▶ _MATERIAL FOR THIS EXERCISE_:

● ● ●

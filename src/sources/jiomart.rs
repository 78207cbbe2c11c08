use std::sync::LazyLock;

use scraper::{ElementRef, Html, Selector};
use tracing::debug;
use url::Url;

use super::browser::{BrowserSite, Locator, SearchPage};
use super::html::{absolutize, attr, closest, nearby_text_with_glyph, select_text, text_of, text_with_glyph};
use super::{Harvest, Listing};
use crate::price::parse_price;
use crate::record::RawItem;

pub const ID: &str = "JioMart";

const HOME: &str = "https://www.jiomart.com/";
const PRODUCT_LINKS: &str = "a[href*='/p/'], a[href*='/product/']";
const PRICE_GLYPHS: &[&str] = &["₹", "Rs"];
const PRICE_LEVELS: usize = 3;

static BASE_URL: LazyLock<Url> = LazyLock::new(|| Url::parse(HOME).unwrap());

static PRODUCT_LINK: LazyLock<Selector> = LazyLock::new(|| Selector::parse(PRODUCT_LINKS).unwrap());
static DETAILS: LazyLock<Selector> = LazyLock::new(|| Selector::parse(".plp-card-details").unwrap());
static NAME: LazyLock<Selector> =
    LazyLock::new(|| Selector::parse(".plp-card-details-name").unwrap());
static IMAGE: LazyLock<Selector> = LazyLock::new(|| Selector::parse("img").unwrap());

pub struct JioMart;

impl BrowserSite for JioMart {
    fn id(&self) -> &'static str {
        ID
    }

    fn page(&self) -> SearchPage {
        SearchPage {
            home: HOME,
            dismiss: None,
            search_box: Locator::Css("#autocomplete-0-input"),
            candidates: Locator::Css(PRODUCT_LINKS),
        }
    }

    fn parse(&self, html: &str, max_results: usize) -> Vec<RawItem> {
        parse_results(html, max_results)
    }
}

pub fn parse_results(html: &str, max_results: usize) -> Vec<RawItem> {
    let doc = Html::parse_document(html);
    let mut harvest = Harvest::new(ID, max_results);
    for anchor in doc.select(&PRODUCT_LINK) {
        if harvest.is_full() {
            break;
        }
        match parse_anchor(anchor) {
            Ok(listing) => {
                harvest.push(listing);
            }
            Err(reason) => debug!("[{}] skip anchor: {}", ID, reason),
        }
    }
    harvest.finish()
}

fn parse_anchor(anchor: ElementRef<'_>) -> Result<Listing, &'static str> {
    // Card-wrapping anchors carry a name block; bare title links are all text.
    let title = select_text(anchor, &NAME).unwrap_or_else(|| text_of(anchor));
    if title.is_empty() {
        return Err("no title");
    }
    let link = attr(anchor, "href")
        .and_then(|href| absolutize(&BASE_URL, href))
        .ok_or("no link")?;
    let price_text = price_text(anchor).ok_or("no price")?;
    let price = parse_price(&price_text).ok_or("unparsable price")?;
    let image = anchor
        .select(&IMAGE)
        .find_map(|img| attr(img, "src"))
        .map(str::to_string);

    Ok(Listing {
        title,
        price,
        link,
        image,
        extra: Vec::new(),
    })
}

fn price_text(anchor: ElementRef<'_>) -> Option<String> {
    closest(anchor, &DETAILS)
        .and_then(|details| text_with_glyph(details, PRICE_GLYPHS))
        .or_else(|| {
            anchor
                .select(&DETAILS)
                .find_map(|details| text_with_glyph(details, PRICE_GLYPHS))
        })
        .or_else(|| nearby_text_with_glyph(anchor, PRICE_GLYPHS, PRICE_LEVELS))
}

● ● ●

▶ _EXERCISE DESCRIPTION_: Your task is to copy each line from the material above that includes the word "RawItem".

▶ _REPLY TO THE EXERCISE_:
use crate::record::RawItem;
    fn parse(&self, html: &str, max_results: usize) -> Vec<RawItem> {
pub fn parse_results(html: &str, max_results: usize) -> Vec<RawItem> {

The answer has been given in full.